The Farhud pogrom of Baghdad, 1941. Credit: Beit Hatfutsot, the Oster Visual Documentation Center, courtesy of The Otniel Margalit Collection, Yad Yitzhak Ben Zvi Archive
I ran down and started talking. ‘I am scared, this is what I saw.’
‘Oh!’—they said—‘what were you doing on the roof? Why did you go up the roof?’
I said ‘How should I know?’ I left do so some chores.
Later, someone brought my mistress’ brother, stabbed in his belly, he’d been assaulted in the street. He said ‘they would have killed me!’ But there were Muslims who found him wounded, took pity on him and brought him to his sister’s. My mistress had a Muslim neighbour who was a doctor, she wanted him to treat her wounded brother. But the day before, they had written on the door that this house is Muslim. So why should a doctor visit the patient’s house to perform a surgery, rather than the patient going to the hospital? So the doctor came up with a plan: ‘I will climb up on my roof and cross over to yours from up there, rather than going through the street. But you have to promise that you will not say a word about this and no one will not see me inside your house.’ So he went up on his roof and climbed over to our house from there. He started the surgery, but he ran out of anesthetic. The patient started screaming, the doctor said ‘Hush, if you start screaming, I’ll have to leave you.’
‘But what should I do? It hurts.’
‘Well then, as you wish, I will leave you,’ he says. ‘If anyone finds out I’m in a Jewish home, they’ll kill me.’
So he went on with the surgery, the man kept quiet. When the doctor finished, the patient started speaking. ‘They had beaten me in the street. I told them “don’t beat me, I am a minister, a government minister.” But they told me “we are searching for the ministers of the Jewish government and shall kill them all.”’ So they stabbed him in the stomach and left him, but some people found him and brought him to our house.
When it was noon, they said that a decree was received to stop the Farhud. They were to stop the killings. And indeed, that’s what happened. They had killed a hundred and twenty people. And four or five hundred more had been wounded.

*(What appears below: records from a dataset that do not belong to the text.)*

use clap::{Parser, Subcommand};
use log::{debug, error, info, LevelFilter};
use pa_agent::auth::{BearerValidator, OAuthClient};
use pa_agent::{server, setup_logging, Config};

#[derive(Parser)]
#[clap(name = "PA Agent API")]
#[clap(version)]
#[clap(about = "Backend for the PA Agent web app", long_about = None)]
struct Cli {
    #[clap(subcommand)]
    command: Option<Commands>,

    /// Log to stderr instead of a file
    #[clap(long, global = true, action)]
    stderr: bool,

    /// Log file path (default: pa_agent_<YYYYMMDD_HH>.log)
    #[clap(long, global = true)]
    log_file: Option<String>,
}

#[derive(Subcommand)]
enum Commands {
    /// Run the HTTP API (default if no command specified)
    #[clap(name = "serve")]
    Serve {
        /// Address to bind, overrides BIND_ADDRESS
        #[clap(long)]
        bind: Option<String>,
    },

    /// Print a Google consent URL
    #[clap(name = "login-url")]
    LoginUrl,

    /// Resolve an access token to the account it belongs to
    #[clap(name = "check-token")]
    CheckToken {
        /// Access token, with or without a "Bearer " prefix
        token: String,
    },
}

#[tokio::main]
async fn main() -> Result<(), Box<dyn std::error::Error>> {
    let cli = Cli::parse();

    let log_target = if cli.stderr {
        env_logger::builder().filter_level(LevelFilter::Info).init();
        String::from("stderr")
    } else {
        setup_logging(LevelFilter::Debug, cli.log_file.as_deref())?
    };
    debug!("Logging to {}", log_target);

    let mut config = match Config::from_env() {
        Ok(config) => config,
        Err(e) => {
            eprintln!("Configuration error: {}", e);
            std::process::exit(1);
        }
    };

    match cli.command {
        Some(Commands::LoginUrl) => {
            let oauth = OAuthClient::new(reqwest::Client::new(), &config);
            match oauth.build_login_url() {
                Ok(url) => println!("{}", url),
                Err(e) => {
                    eprintln!("Cannot build login URL: {}", e);
                    std::process::exit(1);
                }
            }
            Ok(())
        }
        Some(Commands::CheckToken { token }) => {
            let http = reqwest::Client::new();
            let validator = BearerValidator::new(http.clone(), OAuthClient::new(http, &config));
            match validator.resolve(&token, None).await {
                Ok(user) => {
                    println!("Token is valid for {}", user.identity.email);
                    if let Some(name) = user.identity.name {
                        println!("Name: {}", name);
                    }
                }
                Err(e) => {
                    eprintln!("Token check failed: {}", e);
                    std::process::exit(1);
                }
            }
            Ok(())
        }
        Some(Commands::Serve { bind }) => {
            if let Some(bind) = bind {
                config.bind_address = bind;
            }
            run_server(config).await
        }
        None => run_server(config).await,
    }
}

async fn run_server(config: Config) -> Result<(), Box<dyn std::error::Error>> {
    info!("PA Agent API starting on {}", config.bind_address);
    if let Err(e) = config.client_credentials() {
        info!("Sign-in is unavailable until configured: {}", e);
    }
    if config.gemini_api_key.is_none() {
        info!("GEMINI_API_KEY is not set; text generation requests will fail");
    }

    let result = server::serve(config).await;
    if let Err(ref e) = result {
        error!("Server stopped with error: {}", e);
    }
    result.map_err(|e| e.into())
}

And that was it. Later, they organized an underground Jewish youth resistance movement in Baghdad to protect the community. They call it  maḥteret. A few years later, we all came here, to Israel.

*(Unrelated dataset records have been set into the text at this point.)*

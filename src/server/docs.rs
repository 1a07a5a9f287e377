use axum::extract::rejection::JsonRejection;
use axum::extract::State;
use axum::Json;
use log::info;
use serde::Deserialize;
use serde_json::Value;

use super::{generate_text, generated, require, SharedState};
use crate::errors::ApiResult;
use crate::llm::GenerationOptions;
use crate::prompts;

fn default_timeline_weeks() -> u32 {
    4
}

fn default_team_size() -> u32 {
    3
}

fn default_duration_minutes() -> u32 {
    15
}

fn default_sections() -> Vec<String> {
    prompts::DEFAULT_REPORT_SECTIONS
        .iter()
        .map(|s| s.to_string())
        .collect()
}

#[derive(Debug, Deserialize)]
pub struct ProjectPlanRequest {
    pub project_title: String,
    pub project_description: String,
    #[serde(default = "default_timeline_weeks")]
    pub timeline_weeks: u32,
    #[serde(default = "default_team_size")]
    pub team_size: u32,
}

#[derive(Debug, Deserialize)]
pub struct ReportTemplateRequest {
    pub report_type: String,
    pub report_topic: String,
    #[serde(default = "default_sections")]
    pub sections: Vec<String>,
}

#[derive(Debug, Deserialize)]
pub struct PresentationOutlineRequest {
    pub presentation_title: String,
    pub audience: String,
    #[serde(default = "default_duration_minutes")]
    pub duration_minutes: u32,
}

pub async fn project_plan(
    State(state): State<SharedState>,
    request: Result<Json<ProjectPlanRequest>, JsonRejection>,
) -> ApiResult<Json<Value>> {
    let Json(request) = request?;
    require("project_title", &request.project_title)?;
    require("project_description", &request.project_description)?;

    info!("Generating project plan for '{}'", request.project_title);
    let prompt = prompts::project_plan(
        &request.project_title,
        &request.project_description,
        request.timeline_weeks,
        request.team_size,
    );
    let plan = generate_text(state.llm.as_ref(), &prompt, GenerationOptions::LONG_FORM).await?;
    Ok(generated("project_plan", plan))
}

pub async fn report_template(
    State(state): State<SharedState>,
    request: Result<Json<ReportTemplateRequest>, JsonRejection>,
) -> ApiResult<Json<Value>> {
    let Json(request) = request?;
    require("report_type", &request.report_type)?;
    require("report_topic", &request.report_topic)?;

    let sections = if request.sections.is_empty() {
        default_sections()
    } else {
        request.sections
    };
    let prompt = prompts::report_template(&request.report_type, &request.report_topic, &sections);
    let template = generate_text(state.llm.as_ref(), &prompt, GenerationOptions::LONG_FORM).await?;
    Ok(generated("report_template", template))
}

pub async fn presentation_outline(
    State(state): State<SharedState>,
    request: Result<Json<PresentationOutlineRequest>, JsonRejection>,
) -> ApiResult<Json<Value>> {
    let Json(request) = request?;
    require("presentation_title", &request.presentation_title)?;
    require("audience", &request.audience)?;

    let prompt = prompts::presentation_outline(
        &request.presentation_title,
        &request.audience,
        request.duration_minutes,
    );
    let outline = generate_text(state.llm.as_ref(), &prompt, GenerationOptions::LONG_FORM).await?;
    Ok(generated("presentation_outline", outline))
}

We had trouble with the Arabs in Iraq, but there were also good people among them. Before the troubles and the Farhud, we had all lived as neighbours in Baghdad, Dohok or Zakho,
Jews, Kurds, Arabs and Christians, we lived together. We loved each other. The Muslims, they were like brothers to us. We celebrated weddings and holidays together. But then the war broke out here in Palestine, the Jews in Iraq started being scapegoated. Still, even now, we have to hope for peace, stay together. Now we’re here in Israel and have nowhere else to go. Whatever might happen, we don’t have a choice.” 
 The number of the victims has been estimated between 128 and 180, see https://encyclopedia.ushmm.org/content/en/article/the-farhud and https://www.bbc.co.uk/news/world-middle-east-13610702. Around 600 are estimated to have been injured and over 1,500 homes and businesses damaged.
 Dohok and Zakho are towns in the Kurdish North of Iraq, where the narrator is from.